# Any PNW peeps going to be in Winthrop for the Fall Bike Fest this weekend?



## OldEndicottHiway (Jul 16, 2007)

I just found out about it. Looks like a blast! Doug Curtiss of Curtlo frames will be speaking, and there'll be a Curtlo frame auctioned off as well on Sunday. Plus, a few cycling films from around the country.

Short notice so doubt I'll make it (grrrrr!). Lots of stuff to do and see there, including a cycling film fest, and some amazing Autumn rides in the Methow Valley.

Here's the link if any are interested: Methow Bicycle Film Festival Oct 1-3rd. 
http://www.mvsta.com/summer/bikefest.html


----------



## borregokid (Jun 9, 2005)

The fall bike festival is a far cry from eight years ago when it was the Fat Tire Festival and you had the XC bike race as well as downhill. The downhill was cancelled and replaced with cyclocross which didnt do that well. The numbers fell for XC race also and this year the XC race has been dropped. They have had more people just riding around anyways so maybe this makes more sense. I know the film showing is pretty popular.


----------



## ChilliConCarnage (Jun 1, 2006)

I've been wanting to go to the Fat Tire Fesitval for years, but the schedule has never worked out. I'm disappointed to hear it's turned into just a film festival. We mountain biked in Winthrop back in '95 and really enjoyed it. We figured we be back at some point, but it's just never happened.


----------



## smcnees (Aug 5, 2008)

Sounds like fun but I'm racing 'cross on this side of the mountains this weekend. :thumbsup:


----------



## OldEndicottHiway (Jul 16, 2007)

ChilliConCarnage said:


> I've been wanting to go to the Fat Tire Fesitval for years, but the schedule has never worked out. I'm* disappointed to hear it's turned into just a film festival. * We mountain biked in Winthrop back in '95 and really enjoyed it. We figured we be back at some point, but it's just never happened.
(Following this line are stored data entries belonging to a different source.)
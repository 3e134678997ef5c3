//! Interrupt priority matrix: 20-bit request snapshot to the 11-bit
//! vector-select, rearm and feedback output.
//!
//! Each rung is a conjunction over the request lines; the negated lines of a
//! rung are the higher-priority conditions that exclude it. For a well-formed
//! request exactly one rung asserts. The all-ones output means no rung
//! matched.

mod request;
mod table_a;
mod table_g;

pub use request::{
    InstructionTrap, RequestLine, RequestVector, REQUEST_MASK, REQUEST_WIDTH, TRAP_CODE_SHIFT,
};

use crate::{
    api::MatrixVariant,
    pla::{MatrixTable, TermHits},
    term::Term,
    vector::VectorSelect,
};

/// Width of the priority output in bits.
pub const PRIORITY_WIDTH: u32 = 11;
/// Mask of valid priority output bits.
pub const PRIORITY_MASK: u16 = (1 << PRIORITY_WIDTH) - 1;

const VECTOR_SELECT_MASK: u16 = 0xF;
const REARM_POWER_FAIL_BIT: u32 = 4;
const REARM_POWER_RESTORE_BIT: u32 = 5;
const REARM_BUS_ERROR_BIT: u32 = 6;
const FEEDBACK_SHIFT: u32 = 7;
const INTERRUPT_ACK_BIT: u32 = 10;

static PRIORITY_A: MatrixTable =
    MatrixTable::new("priority A", REQUEST_WIDTH, &table_a::TERMS, &table_a::SUMS);
static PRIORITY_G: MatrixTable =
    MatrixTable::new("priority G", REQUEST_WIDTH, &table_g::TERMS, &table_g::SUMS);

const fn rung(
    asserted: &[RequestLine],
    negated: &[RequestLine],
    trap: Option<InstructionTrap>,
) -> Term {
    let mut term = Term::ANY;
    let mut index = 0;
    while index < asserted.len() {
        term = term.with_bit(asserted[index].bit(), true);
        index += 1;
    }
    index = 0;
    while index < negated.len() {
        term = term.with_bit(negated[index].bit(), false);
        index += 1;
    }
    if let Some(trap) = trap {
        term = term.with_field(TRAP_CODE_SHIFT, 3, trap.code() as u32);
    }
    term
}

/// Microcode feedback published in `sp[9:7]`.
#[derive(Debug, Clone, Copy, PartialEq, Eq, Hash)]
#[cfg_attr(feature = "serde", derive(serde::Deserialize, serde::Serialize))]
#[repr(u8)]
pub enum PriorityFeedback {
    /// Enter vector service in halt mode.
    Halt = 0b001,
    /// Abort the bus cycle and enter vector service.
    Abort = 0b010,
    /// Enter vector service.
    Vector = 0b011,
    /// Stay in or enter the wait loop.
    Wait = 0b101,
    /// Nothing to service.
    Continue = 0b110,
    /// No rung matched.
    NoMatch = 0b111,
}

impl PriorityFeedback {
    /// Field code.
    #[must_use]
    pub const fn code(self) -> u8 {
        self as u8
    }

    /// Decodes a 3-bit field; `0b000` and `0b100` are unassigned.
    #[must_use]
    pub const fn from_u3(bits: u8) -> Option<Self> {
        match bits {
            0b001 => Some(Self::Halt),
            0b010 => Some(Self::Abort),
            0b011 => Some(Self::Vector),
            0b101 => Some(Self::Wait),
            0b110 => Some(Self::Continue),
            0b111 => Some(Self::NoMatch),
            _ => None,
        }
    }
}

/// Detector rearm strobes decoded from the active-low output bits.
#[derive(Debug, Clone, Copy, PartialEq, Eq, Hash, Default)]
#[cfg_attr(feature = "serde", derive(serde::Deserialize, serde::Serialize))]
pub struct RearmLines {
    /// Rearm the `ACLO` falling-edge detector.
    pub power_fail: bool,
    /// Rearm the `ACOK` rising-edge detector.
    pub power_restore: bool,
    /// Rearm the bus timeout, odd address and double error detectors.
    pub bus_error: bool,
}

/// Published priority matrix output.
#[derive(Debug, Clone, Copy, PartialEq, Eq, Hash)]
#[cfg_attr(feature = "serde", derive(serde::Deserialize, serde::Serialize))]
pub struct PriorityOutput(u16);

impl PriorityOutput {
    /// Output published when no rung matches.
    pub const NO_MATCH: Self = Self(PRIORITY_MASK);

    /// Wraps a published output. Bits above [`PRIORITY_WIDTH`] are dropped.
    #[must_use]
    pub const fn from_bits(bits: u16) -> Self {
        Self(bits & PRIORITY_MASK)
    }

    /// Raw published output.
    #[must_use]
    pub const fn bits(self) -> u16 {
        self.0
    }

    const fn low(self, index: u32) -> bool {
        (self.0 >> index) & 1 == 0
    }

    /// Raw vector selector nibble, `sp[3:0]`.
    #[must_use]
    pub const fn vector_select_bits(self) -> u8 {
        (self.0 & VECTOR_SELECT_MASK) as u8
    }

    /// Selected vector class; `None` for the idle code `0b1111`.
    #[must_use]
    pub const fn vector_select(self) -> Option<VectorSelect> {
        VectorSelect::from_u4(self.vector_select_bits())
    }

    /// Detector rearm strobes.
    #[must_use]
    pub const fn rearm(self) -> RearmLines {
        RearmLines {
            power_fail: self.low(REARM_POWER_FAIL_BIT),
            power_restore: self.low(REARM_POWER_RESTORE_BIT),
            bus_error: self.low(REARM_BUS_ERROR_BIT),
        }
    }

    /// Raw feedback field, `sp[9:7]`.
    #[must_use]
    pub const fn feedback_bits(self) -> u8 {
        ((self.0 >> FEEDBACK_SHIFT) & 0x7) as u8
    }

    /// Decoded feedback field.
    #[must_use]
    pub const fn feedback(self) -> Option<PriorityFeedback> {
        PriorityFeedback::from_u3(self.feedback_bits())
    }

    /// Interrupt acknowledge strobe (`sp[10]`, active-low).
    #[must_use]
    pub const fn acknowledges_interrupt(self) -> bool {
        self.low(INTERRUPT_ACK_BIT)
    }

    /// True for the all-ones sentinel.
    #[must_use]
    pub const fn is_no_match(self) -> bool {
        self.0 == PRIORITY_MASK
    }
}

/// Interrupt priority matrix bound to one variant's tables.
#[derive(Debug, Clone, Copy, PartialEq, Eq, Hash)]
pub struct InterruptMatrix {
    variant: MatrixVariant,
}

impl InterruptMatrix {
    /// Selects a variant.
    #[must_use]
    pub const fn new(variant: MatrixVariant) -> Self {
        Self { variant }
    }

    /// Selected variant.
    #[must_use]
    pub const fn variant(&self) -> MatrixVariant {
        self.variant
    }

    /// Rung and wiring tables of the selected variant.
    #[must_use]
    pub fn table(&self) -> &'static MatrixTable {
        match self.variant {
            MatrixVariant::A => &PRIORITY_A,
            MatrixVariant::G => &PRIORITY_G,
        }
    }

    /// Rungs asserted by `request`.
    #[must_use]
    pub fn term_hits(&self, request: RequestVector) -> TermHits {
        self.table().term_hits(request.bits())
    }

    /// Internal sum vector for `request`, before output polarity.
    #[must_use]
    pub fn internal_sum(&self, request: RequestVector) -> u64 {
        self.table().internal_sum(request.bits())
    }

    /// Applies the active-low output polarity to an internal sum.
    #[must_use]
    #[allow(clippy::cast_possible_truncation)]
    pub const fn publish(&self, sum: u64) -> PriorityOutput {
        PriorityOutput::from_bits(!(sum as u16))
    }

    /// Published output for `request`. Total over every input.
    #[must_use]
    pub fn evaluate(&self, request: RequestVector) -> PriorityOutput {
        self.publish(self.internal_sum(request))
    }
}

#[cfg(test)]
mod tests {
    use super::{
        InterruptMatrix, PriorityFeedback, PriorityOutput, RearmLines, RequestLine, RequestVector,
    };
    use crate::{api::MatrixVariant, vector::VectorSelect};

    #[test]
    fn tables_validate() {
        for (variant, rows) in [(MatrixVariant::A, 23), (MatrixVariant::G, 24)] {
            let table = InterruptMatrix::new(variant).table();
            assert_eq!(table.validate(), Ok(()));
            assert_eq!(table.output_width(), 11);
            assert_eq!(table.term_count(), rows);
        }
    }

    #[test]
    fn bus_timeout_asserts_row_twenty_only() {
        let matrix = InterruptMatrix::new(MatrixVariant::A);
        let request = RequestVector::QUIESCENT.with_line(RequestLine::BusTimeout, true);
        assert_eq!(matrix.term_hits(request).rows().collect::<Vec<_>>(), vec![20]);
        let output = matrix.evaluate(request);
        assert_eq!(output.bits(), 0b101_0011_0101);
        assert_eq!(output.vector_select(), Some(VectorSelect::QbusTimeout));
        assert_eq!(output.feedback(), Some(PriorityFeedback::Abort));
        assert_eq!(
            output.rearm(),
            RearmLines {
                bus_error: true,
                ..RearmLines::default()
            }
        );
        assert!(!output.acknowledges_interrupt());
    }

    #[test]
    fn power_restore_asserts_row_seventeen() {
        let matrix = InterruptMatrix::new(MatrixVariant::A);
        let request = RequestVector::QUIESCENT.with_line(RequestLine::PowerRestore, true);
        assert_eq!(matrix.term_hits(request).rows().collect::<Vec<_>>(), vec![17]);
        let output = matrix.evaluate(request);
        assert_eq!(output.bits(), 0b101_1101_1110);
        assert_eq!(output.vector_select(), Some(VectorSelect::Start));
        assert!(output.rearm().power_restore);
        assert!(!output.rearm().bus_error);
    }

    #[test]
    fn quiescent_request_continues() {
        for variant in [MatrixVariant::A, MatrixVariant::G] {
            let output = InterruptMatrix::new(variant).evaluate(RequestVector::QUIESCENT);
            assert_eq!(output.bits(), 0b111_0111_1111);
            assert_eq!(output.vector_select(), None);
            assert_eq!(output.feedback(), Some(PriorityFeedback::Continue));
            assert_eq!(output.rearm(), RearmLines::default());
        }
    }

    #[test]
    fn malformed_trap_code_yields_sentinel() {
        let request = RequestVector::from_bits(RequestVector::QUIESCENT.bits() | (6 << 17));
        for variant in [MatrixVariant::A, MatrixVariant::G] {
            let output = InterruptMatrix::new(variant).evaluate(request);
            assert_eq!(output, PriorityOutput::NO_MATCH);
            assert!(output.is_no_match());
            assert_eq!(output.feedback(), Some(PriorityFeedback::NoMatch));
        }
    }

    #[test]
    fn vectored_interrupt_acknowledges() {
        let request = RequestVector::QUIESCENT.with_vectored_request(true);
        let output = InterruptMatrix::new(MatrixVariant::A).evaluate(request);
        assert!(output.acknowledges_interrupt());
        assert_eq!(output.vector_select(), Some(VectorSelect::Vectored));
    }
}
Apparently they're trying to turn it into more of a road/mt/cx mix. As Borregokid stated..."you have more people just riding around anyways". 

As far as I'm concerned, it sounds like just a good time in a small but cool town with a bunch of cyclists/bike enthusiasts from all over having fun. Good eats, good live music, laid back atmosphere, and tons of riding in the "non-windy season". 
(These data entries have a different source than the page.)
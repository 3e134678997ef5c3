//! Sum-of-products plane shared by the decode and interrupt matrices.
//!
//! The AND plane is a slice of [`Term`] rows. The OR plane lists, for each
//! output bit, the sorted row numbers that drive it. Evaluation collects the
//! asserted rows into a [`TermHits`] set and ORs them per output bit; the
//! result is the internal (uncomplemented) sum vector.

use thiserror::Error;

use crate::term::Term;

/// Largest row count a table may have; OR-plane row numbers are `u8`.
pub const MAX_TERMS: usize = 256;
/// Widest output vector a table may drive.
pub const MAX_OUTPUTS: usize = 64;

/// Set of rows asserted by one evaluation.
#[derive(Debug, Clone, Copy, PartialEq, Eq, Hash, Default)]
pub struct TermHits {
    words: [u64; MAX_TERMS / 64],
}

impl TermHits {
    /// Empty hit set.
    #[must_use]
    pub const fn new() -> Self {
        Self {
            words: [0; MAX_TERMS / 64],
        }
    }

    /// Marks `row` as asserted. Rows at or above [`MAX_TERMS`] are ignored.
    pub fn insert(&mut self, row: usize) {
        if let Some(word) = self.words.get_mut(row / 64) {
            *word |= 1_u64 << (row % 64);
        }
    }

    /// Returns true when `row` was asserted.
    #[must_use]
    pub fn contains(&self, row: usize) -> bool {
        self.words
            .get(row / 64)
            .is_some_and(|word| *word & (1_u64 << (row % 64)) != 0)
    }

    /// Number of asserted rows.
    #[must_use]
    pub fn count(&self) -> u32 {
        self.words.iter().map(|word| word.count_ones()).sum()
    }

    /// Returns true when no row was asserted.
    #[must_use]
    pub fn is_empty(&self) -> bool {
        self.words.iter().all(|word| *word == 0)
    }

    /// Asserted rows in ascending order.
    pub fn rows(&self) -> impl Iterator<Item = usize> + '_ {
        (0..MAX_TERMS).filter(|row| self.contains(*row))
    }
}

/// Static AND and OR plane data for one matrix variant.
#[derive(Debug, Clone, Copy)]
pub struct MatrixTable {
    name: &'static str,
    input_width: u32,
    terms: &'static [Term],
    sums: &'static [&'static [u8]],
}

impl MatrixTable {
    /// Binds a named table over its term rows and per-output row lists.
    #[must_use]
    pub const fn new(
        name: &'static str,
        input_width: u32,
        terms: &'static [Term],
        sums: &'static [&'static [u8]],
    ) -> Self {
        Self {
            name,
            input_width,
            terms,
            sums,
        }
    }

    /// Table name used in diagnostics.
    #[must_use]
    pub const fn name(&self) -> &'static str {
        self.name
    }

    /// Width of the input word the terms sample.
    #[must_use]
    pub const fn input_width(&self) -> u32 {
        self.input_width
    }

    /// AND plane rows.
    #[must_use]
    pub const fn terms(&self) -> &'static [Term] {
        self.terms
    }

    /// OR plane row lists, indexed by output bit.
    #[must_use]
    pub const fn sums(&self) -> &'static [&'static [u8]] {
        self.sums
    }

    /// Number of AND plane rows.
    #[must_use]
    pub const fn term_count(&self) -> usize {
        self.terms.len()
    }

    /// Number of output bits.
    #[must_use]
    pub const fn output_width(&self) -> usize {
        self.sums.len()
    }

    /// Evaluates every row against `input`.
    #[must_use]
    pub fn term_hits(&self, input: u32) -> TermHits {
        let mut hits = TermHits::new();
        for (row, term) in self.terms.iter().enumerate() {
            if term.matches(input) {
                hits.insert(row);
            }
        }
        hits
    }

    /// ORs the asserted rows into each output bit.
    #[must_use]
    pub fn sum_of(&self, hits: &TermHits) -> u64 {
        self.sums
            .iter()
            .enumerate()
            .filter(|(_, rows)| rows.iter().any(|row| hits.contains(usize::from(*row))))
            .fold(0, |sum, (bit, _)| sum | (1_u64 << bit))
    }

    /// Internal sum vector for `input`, before output polarity is applied.
    #[must_use]
    pub fn internal_sum(&self, input: u32) -> u64 {
        self.sum_of(&self.term_hits(input))
    }

    /// Checks the table wiring.
    ///
    /// # Errors
    ///
    /// Returns the first [`TableError`] found: too many rows or outputs, a
    /// row caring about positions outside the input width, a row that drives
    /// no output, or an OR list that is unsorted, repeats a row, or names a
    /// missing row.
    pub fn validate(&self) -> Result<(), TableError> {
        let table = self.name;
        if self.terms.len() > MAX_TERMS {
            return Err(TableError::TooManyTerms {
                table,
                count: self.terms.len(),
            });
        }
        if self.sums.len() > MAX_OUTPUTS {
            return Err(TableError::TooManyOutputs {
                table,
                count: self.sums.len(),
            });
        }
        let input_mask = if self.input_width >= 32 {
            u32::MAX
        } else {
            (1 << self.input_width) - 1
        };
        for (row, term) in self.terms.iter().enumerate() {
            if term.care() & !input_mask != 0 {
                return Err(TableError::CareOutsideInput {
                    table,
                    row,
                    width: self.input_width,
                });
            }
        }

        let mut wired = TermHits::new();
        for (bit, rows) in self.sums.iter().enumerate() {
            let mut previous: Option<u8> = None;
            for &row in *rows {
                if usize::from(row) >= self.terms.len() {
                    return Err(TableError::RowOutOfRange { table, bit, row });
                }
                if previous.is_some_and(|prev| prev >= row) {
                    return Err(TableError::UnsortedRows { table, bit, row });
                }
                previous = Some(row);
                wired.insert(usize::from(row));
            }
        }
        if let Some(row) = (0..self.terms.len()).find(|row| !wired.contains(*row)) {
            return Err(TableError::UnwiredTerm { table, row });
        }
        Ok(())
    }
}

/// Table integrity failures reported by [`MatrixTable::validate`].
#[derive(Debug, Clone, Copy, PartialEq, Eq, Hash, Error)]
pub enum TableError {
    /// More rows than OR-plane row numbers can address.
    #[error("{table}: {count} terms exceed the row limit")]
    TooManyTerms {
        /// Table name.
        table: &'static str,
        /// Row count found.
        count: usize,
    },
    /// More outputs than the sum vector holds.
    #[error("{table}: {count} outputs exceed the sum vector width")]
    TooManyOutputs {
        /// Table name.
        table: &'static str,
        /// Output count found.
        count: usize,
    },
    /// A row cares about a position the input word does not have.
    #[error("{table}: term {row} samples bits outside the {width}-bit input")]
    CareOutsideInput {
        /// Table name.
        table: &'static str,
        /// Offending row.
        row: usize,
        /// Table input width.
        width: u32,
    },
    /// An OR list names a row the AND plane does not have.
    #[error("{table}: output {bit} references missing term {row}")]
    RowOutOfRange {
        /// Table name.
        table: &'static str,
        /// Output bit whose list is broken.
        bit: usize,
        /// Row number found.
        row: u8,
    },
    /// An OR list is not strictly ascending.
    #[error("{table}: output {bit} lists term {row} out of order")]
    UnsortedRows {
        /// Table name.
        table: &'static str,
        /// Output bit whose list is broken.
        bit: usize,
        /// First row out of order.
        row: u8,
    },
    /// A row drives no output bit.
    #[error("{table}: term {row} drives no output")]
    UnwiredTerm {
        /// Table name.
        table: &'static str,
        /// Orphaned row.
        row: usize,
    },
}

#[cfg(test)]
mod tests {
    use super::{MatrixTable, TableError, TermHits};
    use crate::term::Term;

    static TERMS: [Term; 3] = [
        Term::from_parts(0b0001, 0b0011),
        Term::from_parts(0b0010, 0b0010),
        Term::from_parts(0b1000, 0b1000),
    ];
    static SUMS: [&[u8]; 3] = [&[0, 2], &[1], &[0, 1]];
    static TABLE: MatrixTable = MatrixTable::new("toy", 4, &TERMS, &SUMS);
    static UNSORTED: [&[u8]; 1] = [&[1, 0, 2]];
    static MISSING: [&[u8]; 1] = [&[0, 1, 2, 3]];
    static ORPHAN: [&[u8]; 1] = [&[0, 1]];

    #[test]
    fn hits_track_asserted_rows() {
        let hits = TABLE.term_hits(0b1001);
        assert_eq!(hits.rows().collect::<Vec<_>>(), vec![0, 2]);
        assert_eq!(hits.count(), 2);
        assert!(!hits.is_empty());
        assert!(TermHits::new().is_empty());
    }

    #[test]
    fn sum_is_literal_or_of_row_lists() {
        assert_eq!(TABLE.internal_sum(0b0000), 0b000);
        assert_eq!(TABLE.internal_sum(0b0001), 0b101);
        assert_eq!(TABLE.internal_sum(0b0010), 0b110);
        assert_eq!(TABLE.internal_sum(0b1000), 0b001);
    }

    #[test]
    fn hit_set_ignores_rows_past_capacity() {
        let mut hits = TermHits::new();
        hits.insert(255);
        hits.insert(256);
        assert!(hits.contains(255));
        assert!(!hits.contains(256));
        assert_eq!(hits.count(), 1);
    }

    #[test]
    fn toy_table_validates() {
        assert_eq!(TABLE.validate(), Ok(()));
    }

    #[test]
    fn validation_rejects_broken_wiring() {
        let table = MatrixTable::new("unsorted", 4, &TERMS, &UNSORTED);
        assert_eq!(
            table.validate(),
            Err(TableError::UnsortedRows {
                table: "unsorted",
                bit: 0,
                row: 0
            })
        );

        let table = MatrixTable::new("missing", 4, &TERMS, &MISSING);
        assert_eq!(
            table.validate(),
            Err(TableError::RowOutOfRange {
                table: "missing",
                bit: 0,
                row: 3
            })
        );

        let table = MatrixTable::new("orphan", 4, &TERMS, &ORPHAN);
        assert_eq!(
            table.validate(),
            Err(TableError::UnwiredTerm {
                table: "orphan",
                row: 2
            })
        );

        let table = MatrixTable::new("narrow", 3, &TERMS, &SUMS);
        assert_eq!(
            table.validate(),
            Err(TableError::CareOutsideInput {
                table: "narrow",
                row: 2,
                width: 3
            })
        );
    }
}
I know a work-friend who is headed up this weekend. I'm looking forward to her synopsis. I should just throw the bike in the car and go seeing as it's so close, but so much to do here on the homefront and such short notice...just doesn't seem feasible/rational.


----------



## kmc (Oct 16, 2002)

*not this year...*

Have been every year for the past four years, but could not get schedules coordinated this year. We usually ride our mountain bikes...do not participate in too many of the activities.
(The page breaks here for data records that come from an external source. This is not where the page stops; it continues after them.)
#![no_main]

use libfuzzer_sys::fuzz_target;
use microseq_core::{
    ConditionCodes, CycleInputs, DecodeMatrix, EngineConfig, EngineSnapshot, InterruptMatrix,
    MatrixVariant, MicrocodeEngine, Microstate, RequestVector, VectorContext, CONTROL_MASK,
    PRIORITY_MASK,
};

fuzz_target!(|data: &[u8]| {
    if data.len() < 9 {
        return;
    }

    let ir = u16::from_le_bytes([data[0], data[1]]);
    let mr = u16::from_le_bytes([data[2], data[3]]);
    let raw_request = u32::from_le_bytes([data[4], data[5], data[6], data[7]]);
    let request = RequestVector::from_bits(raw_request);
    let variant = if data[8] & 1 == 0 {
        MatrixVariant::A
    } else {
        MatrixVariant::G
    };

    let control = DecodeMatrix::new(variant).evaluate(ir, mr);
    assert_eq!(control.bits() & !CONTROL_MASK, 0);
    let output = InterruptMatrix::new(variant).evaluate(request);
    assert_eq!(output.bits() & !PRIORITY_MASK, 0);

    let _ = EngineSnapshot::from_bytes(&data[..4]);

    let Some(start) = Microstate::from_bits(mr) else {
        return;
    };
    let mut engine = MicrocodeEngine::with_microstate(
        EngineConfig {
            variant,
            consistency_checks: data[8] & 2 != 0,
            ..EngineConfig::default()
        },
        start,
    );
    let inputs = CycleInputs::new(ir)
        .with_flags(ConditionCodes::from_bits(data[8] >> 3))
        .with_request(request)
        .with_vectors(VectorContext {
            base: data[8] >> 6,
            ..VectorContext::default()
        });
    for _ in 0..data.len().min(64) {
        let before = engine.microstate();
        if engine.step(&inputs).is_err() {
            assert_eq!(engine.microstate(), before);
        }
    }
});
As Borrego said, it is nothing like it used to be. No more XC race, which is sad. There used to be tons of people riding that race with tents, swag, etc. Now it just feels like another weekend in the Methow...which is pretty nice anyway.

The thing about going...your odds of winning the Curtlo frameset are pretty good. I won it in 2007 and my friend won it in 2009. We now have beautiful custom roadie frames that cost us $20 worth of raffle tickets. Doug is a super nice guy and there is something about meeting the person who built your bike.

The Methow could be a great destination area for cycling, but it seems the locals just do not want to promote it as such. I am usually over there 3-4 times a year and ride both mountain and road...it is a great place to ride.


----------



## OldEndicottHiway (Jul 16, 2007)

kmc said:


> Have been every year for the past four years, but could not get schedules coordinated this year. We usually ride our mountain bikes...do not participate in too many of the activities.
> 
> As Borrego said, it is nothing like it used to be. No more XC race, which is sad. There used to be tons of people riding that race with tents, swag, etc. Now it just feels like another weekend in the Methow...which is pretty nice anyway.
> 
> ...



Nice!!! 

But yes, too bad it's not as lively an event as it once was. I'm hoping to head up that way before fall is over nonetheless.


----------